The transplant was a success. A little over a week later, Ashley was reunited with her son.

Even in the midst of a worldwide pandemic, children are still dealing with a multitude of other life-threatening conditions—and high quality medical care for those individuals has not stopped. Already in 2020, Texas Children’s Hospital has performed 10 heart transplants. In some ways, hospitals are now safer than ever.

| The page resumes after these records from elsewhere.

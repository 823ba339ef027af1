//! Conversion between runtime types and schema types.
//!
//! Runtime to schema is lossless and infallible (`From`). Schema to runtime
//! re-runs full tree and ensemble validation, so a hand-edited or corrupted
//! file can never produce an ensemble that construction would have rejected.

use crate::config::BuildConfig;
use crate::repr::{Ensemble, OutputTransform, SplitComparison, TreeArrays, TreeRecord};

use super::error::ReadError;
use super::schema::{EnsembleSchema, OutputTransformSchema, SplitComparisonSchema, TreeSchema};

// =============================================================================
// Enums
// =============================================================================

impl From<OutputTransform> for OutputTransformSchema {
    fn from(transform: OutputTransform) -> Self {
        match transform {
            OutputTransform::Identity => Self::Identity,
            OutputTransform::Logistic => Self::Logistic,
        }
    }
}

impl From<OutputTransformSchema> for OutputTransform {
    fn from(schema: OutputTransformSchema) -> Self {
        match schema {
            OutputTransformSchema::Identity => Self::Identity,
            OutputTransformSchema::Logistic => Self::Logistic,
        }
    }
}

impl From<SplitComparison> for SplitComparisonSchema {
    fn from(comparison: SplitComparison) -> Self {
        match comparison {
            SplitComparison::LessOrEqual => Self::LessOrEqual,
            SplitComparison::Less => Self::Less,
        }
    }
}

impl From<SplitComparisonSchema> for SplitComparison {
    fn from(schema: SplitComparisonSchema) -> Self {
        match schema {
            SplitComparisonSchema::LessOrEqual => Self::LessOrEqual,
            SplitComparisonSchema::Less => Self::Less,
        }
    }
}

// =============================================================================
// Trees
// =============================================================================

impl From<&TreeRecord> for TreeSchema {
    fn from(tree: &TreeRecord) -> Self {
        let arrays = tree.to_arrays();
        Self {
            num_nodes: arrays.n_nodes() as u32,
            split_features: arrays.split_features,
            thresholds: arrays.thresholds,
            children_left: arrays.children_left,
            children_right: arrays.children_right,
            default_left: arrays.default_left,
            leaf_values: arrays.leaf_values,
            covers: arrays.covers,
            comparison: arrays.comparison.into(),
        }
    }
}

impl TryFrom<TreeSchema> for TreeArrays {
    type Error = ReadError;

    fn try_from(schema: TreeSchema) -> Result<Self, Self::Error> {
        if schema.num_nodes as usize != schema.children_left.len() {
            return Err(ReadError::CorruptPayload(format!(
                "tree declares {} nodes but stores {}",
                schema.num_nodes,
                schema.children_left.len()
            )));
        }

        Ok(Self {
            split_features: schema.split_features,
            thresholds: schema.thresholds,
            children_left: schema.children_left,
            children_right: schema.children_right,
            default_left: schema.default_left,
            leaf_values: schema.leaf_values,
            covers: schema.covers,
            comparison: schema.comparison.into(),
        })
    }
}

// =============================================================================
// Ensembles
// =============================================================================

impl From<&Ensemble> for EnsembleSchema {
    fn from(ensemble: &Ensemble) -> Self {
        Self {
            n_features: ensemble.n_features(),
            base_offset: ensemble.base_offset(),
            output_transform: ensemble.output_transform().into(),
            trees: ensemble.trees().iter().map(TreeSchema::from).collect(),
        }
    }
}

impl EnsembleSchema {
    /// Validate the schema into an ensemble.
    pub fn into_ensemble(self, config: &BuildConfig) -> Result<Ensemble, ReadError> {
        let arrays = self
            .trees
            .into_iter()
            .map(TreeArrays::try_from)
            .collect::<Result<Vec<_>, _>>()?;

        Ok(Ensemble::from_arrays(
            arrays,
            self.n_features,
            self.base_offset,
            self.output_transform.into(),
            config,
        )?)
    }
}

impl TryFrom<EnsembleSchema> for Ensemble {
    type Error = ReadError;

    fn try_from(schema: EnsembleSchema) -> Result<Self, Self::Error> {
        schema.into_ensemble(&BuildConfig::default())
    }
}
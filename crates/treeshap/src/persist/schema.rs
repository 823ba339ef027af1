//! Schema types for ensemble serialization.
//!
//! These types provide a stable serialization format independent of runtime
//! types, so the on-disk layout can evolve separately and every load goes
//! through validation. The same schema is written as JSON and as the postcard
//! payload of the binary format, so it avoids serde features that need a
//! self-describing format.

use serde::{Deserialize, Serialize};

/// Version of the JSON document layout.
pub const FORMAT_VERSION: u32 = 1;

/// Output transform.
#[derive(Debug, Clone, Copy, PartialEq, Eq, Serialize, Deserialize)]
#[serde(rename_all = "snake_case")]
pub enum OutputTransformSchema {
    Identity,
    Logistic,
}

/// Split comparison.
#[derive(Debug, Clone, Copy, PartialEq, Eq, Serialize, Deserialize)]
#[serde(rename_all = "snake_case")]
pub enum SplitComparisonSchema {
    LessOrEqual,
    Less,
}

/// Tree schema (SoA layout).
#[derive(Debug, Clone, PartialEq, Serialize, Deserialize)]
pub struct TreeSchema {
    /// Number of nodes (internal + leaves).
    pub num_nodes: u32,
    /// Split feature index per node (ignored on leaves).
    pub split_features: Vec<u32>,
    /// Split threshold per node (ignored on leaves).
    pub thresholds: Vec<f64>,
    /// Left child per node (`u32::MAX` on leaves).
    pub children_left: Vec<u32>,
    /// Right child per node (`u32::MAX` on leaves).
    pub children_right: Vec<u32>,
    /// Missing-value direction per node (true = left).
    pub default_left: Vec<bool>,
    /// Leaf value per node (ignored on internal nodes).
    pub leaf_values: Vec<f64>,
    /// Training cover per node.
    pub covers: Vec<f64>,
    pub comparison: SplitComparisonSchema,
}

/// Ensemble schema.
#[derive(Debug, Clone, PartialEq, Serialize, Deserialize)]
pub struct EnsembleSchema {
    pub n_features: usize,
    pub base_offset: f64,
    pub output_transform: OutputTransformSchema,
    pub trees: Vec<TreeSchema>,
}

/// Top-level JSON document: a version tag around the ensemble.
#[derive(Debug, Clone, PartialEq, Serialize, Deserialize)]
pub struct EnsembleDocument {
    pub format_version: u32,
    pub ensemble: EnsembleSchema,
}
//! Ensemble of validated trees.

use ndarray::{Array1, ArrayView2};
use thiserror::Error;
use tracing::debug;

use crate::config::BuildConfig;

use super::adapter::ToTreeRecords;
use super::transform::OutputTransform;
use super::tree::{TreeArrays, TreeRecord, TreeValidationError};
use super::{FeatureRow, NodeId};

/// Validation errors for [`Ensemble`].
#[derive(Debug, Clone, PartialEq, Error)]
pub enum EnsembleError {
    #[error("tree {tree} is malformed: {error}")]
    MalformedTree {
        tree: usize,
        #[source]
        error: TreeValidationError,
    },
    #[error(
        "tree {tree} node {node} splits on feature {feature}, but the ensemble has {n_features} features"
    )]
    FeatureIndexOutOfRange {
        tree: usize,
        node: NodeId,
        feature: u32,
        n_features: usize,
    },
    #[error("base offset must be finite, got {0}")]
    NonFiniteBaseOffset(f64),
}

/// Ordered trees whose outputs are summed with a base offset.
///
/// The raw margin of a sample is `base_offset + sum(tree(x))`. The output
/// transform maps that margin to the reported prediction.
#[derive(Debug, Clone)]
pub struct Ensemble {
    trees: Vec<TreeRecord>,
    n_features: usize,
    base_offset: f64,
    output_transform: OutputTransform,
}

impl Ensemble {
    /// Create an ensemble from validated trees.
    ///
    /// Checks that every split feature is below `n_features` and that the
    /// base offset is finite.
    pub fn new(
        trees: Vec<TreeRecord>,
        n_features: usize,
        base_offset: f64,
        output_transform: OutputTransform,
    ) -> Result<Self, EnsembleError> {
        if !base_offset.is_finite() {
            return Err(EnsembleError::NonFiniteBaseOffset(base_offset));
        }

        for (tree_idx, tree) in trees.iter().enumerate() {
            let Some(&feature) = tree.used_features().last() else {
                continue;
            };
            if (feature as usize) < n_features {
                continue;
            }
            // Report the first node that splits on an out-of-range feature
            let node = (0..tree.n_nodes() as NodeId)
                .find(|&n| !tree.is_leaf(n) && tree.split_feature(n) as usize >= n_features)
                .unwrap_or(0);
            return Err(EnsembleError::FeatureIndexOutOfRange {
                tree: tree_idx,
                node,
                feature: tree.split_feature(node),
                n_features,
            });
        }

        debug!(
            n_trees = trees.len(),
            n_features,
            base_offset,
            ?output_transform,
            "built ensemble"
        );

        Ok(Self {
            trees,
            n_features,
            base_offset,
            output_transform,
        })
    }

    /// Validate adapter arrays into trees and build an ensemble.
    pub fn from_arrays(
        arrays: impl IntoIterator<Item = TreeArrays>,
        n_features: usize,
        base_offset: f64,
        output_transform: OutputTransform,
        config: &BuildConfig,
    ) -> Result<Self, EnsembleError> {
        let trees = arrays
            .into_iter()
            .enumerate()
            .map(|(tree, arrays)| {
                TreeRecord::from_arrays_with(arrays, config)
                    .map_err(|error| EnsembleError::MalformedTree { tree, error })
            })
            .collect::<Result<Vec<_>, _>>()?;
        Self::new(trees, n_features, base_offset, output_transform)
    }

    /// Build an ensemble from any model adapter.
    pub fn from_model<M: ToTreeRecords + ?Sized>(
        model: &M,
        config: &BuildConfig,
    ) -> Result<Self, EnsembleError> {
        Self::from_arrays(
            model.tree_arrays(),
            model.n_features(),
            model.base_offset(),
            model.output_transform(),
            config,
        )
    }

    // =========================================================================
    // Accessors
    // =========================================================================

    #[inline]
    pub fn n_trees(&self) -> usize {
        self.trees.len()
    }

    #[inline]
    pub fn n_features(&self) -> usize {
        self.n_features
    }

    #[inline]
    pub fn base_offset(&self) -> f64 {
        self.base_offset
    }

    #[inline]
    pub fn output_transform(&self) -> OutputTransform {
        self.output_transform
    }

    #[inline]
    pub fn trees(&self) -> &[TreeRecord] {
        &self.trees
    }

    #[inline]
    pub fn tree(&self, idx: usize) -> &TreeRecord {
        &self.trees[idx]
    }

    /// Leading trees kept by `tree_limit`. `None` keeps all of them.
    #[inline]
    pub fn trees_limited(&self, tree_limit: Option<usize>) -> &[TreeRecord] {
        let n = tree_limit.map_or(self.trees.len(), |limit| limit.min(self.trees.len()));
        &self.trees[..n]
    }

    /// Deepest tree in the ensemble.
    pub fn max_depth(&self) -> usize {
        self.trees.iter().map(TreeRecord::max_depth).max().unwrap_or(0)
    }

    // =========================================================================
    // Queries
    // =========================================================================

    /// Expected raw margin: base offset plus each tree's cover-weighted mean.
    pub fn expected_value(&self) -> f64 {
        expected_value(self.base_offset, &self.trees)
    }

    /// Raw margin for one sample.
    #[inline]
    pub fn predict_raw<R: FeatureRow + ?Sized>(&self, row: &R) -> f64 {
        raw_prediction(self.base_offset, &self.trees, row)
    }

    /// Transformed prediction for one sample.
    #[inline]
    pub fn predict<R: FeatureRow + ?Sized>(&self, row: &R) -> f64 {
        self.output_transform.apply(self.predict_raw(row))
    }

    /// Raw margins for a batch of samples (one row per sample).
    pub fn predict_raw_batch(&self, samples: ArrayView2<'_, f64>) -> Array1<f64> {
        samples
            .rows()
            .into_iter()
            .map(|row| self.predict_raw(&row))
            .collect()
    }
}

/// Expected value of `trees` on top of `base_offset`.
pub(crate) fn expected_value(base_offset: f64, trees: &[TreeRecord]) -> f64 {
    base_offset + trees.iter().map(TreeRecord::expected_value).sum::<f64>()
}

/// Raw margin of `row` through `trees`.
#[inline]
pub(crate) fn raw_prediction<R: FeatureRow + ?Sized>(
    base_offset: f64,
    trees: &[TreeRecord],
    row: &R,
) -> f64 {
    base_offset + trees.iter().map(|tree| tree.predict(row)).sum::<f64>()
}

“For a clinical care environment after transplant, the hospital is quite safe right now given the amount of precautions that everyone is taking in terms of limiting family at the bedside, routine screening of all visitors and employees and doing routine surveillance and testing for anyone that goes into the operating room,” Tunuguntla said. “All of those things are allowing this to be a safe environment for both the patient and the families, as well as the employees.”

Barron was discharged from Texas Children’s Hospital on April 21. Eleven days later, he celebrated his second birthday at home with both parents and his sister by his side.

Ashley and Luke Shoemaker with their son, Barron and daughter, Piper. (Credit: Courtesy photo)

“He has been just running around, playing with his sister, laughing, playing with his baseball and basketball. It’s been really good being home,” Shoemaker said. “He’s not real fond of taking the medicine, even less fond since we’ve been home, but we get it done. And we’ve been in touch with our transplant coordinator. We have our clinic visits set up and labs here locally, so I feel good about being home. And everybody is just a phone call or text or email away.”

The grateful mother offered words of encouragement for anyone going through something similar—made worse, perhaps, during such uncertain times.

“Take it one day at a time and try not to overthink it,” Shoemaker said. “I have to tell myself that on a daily basis, too, but don’t give up hope. There were days where I was just like, ‘Are we ever going to get to the end or on the other side of this?’ And we did.”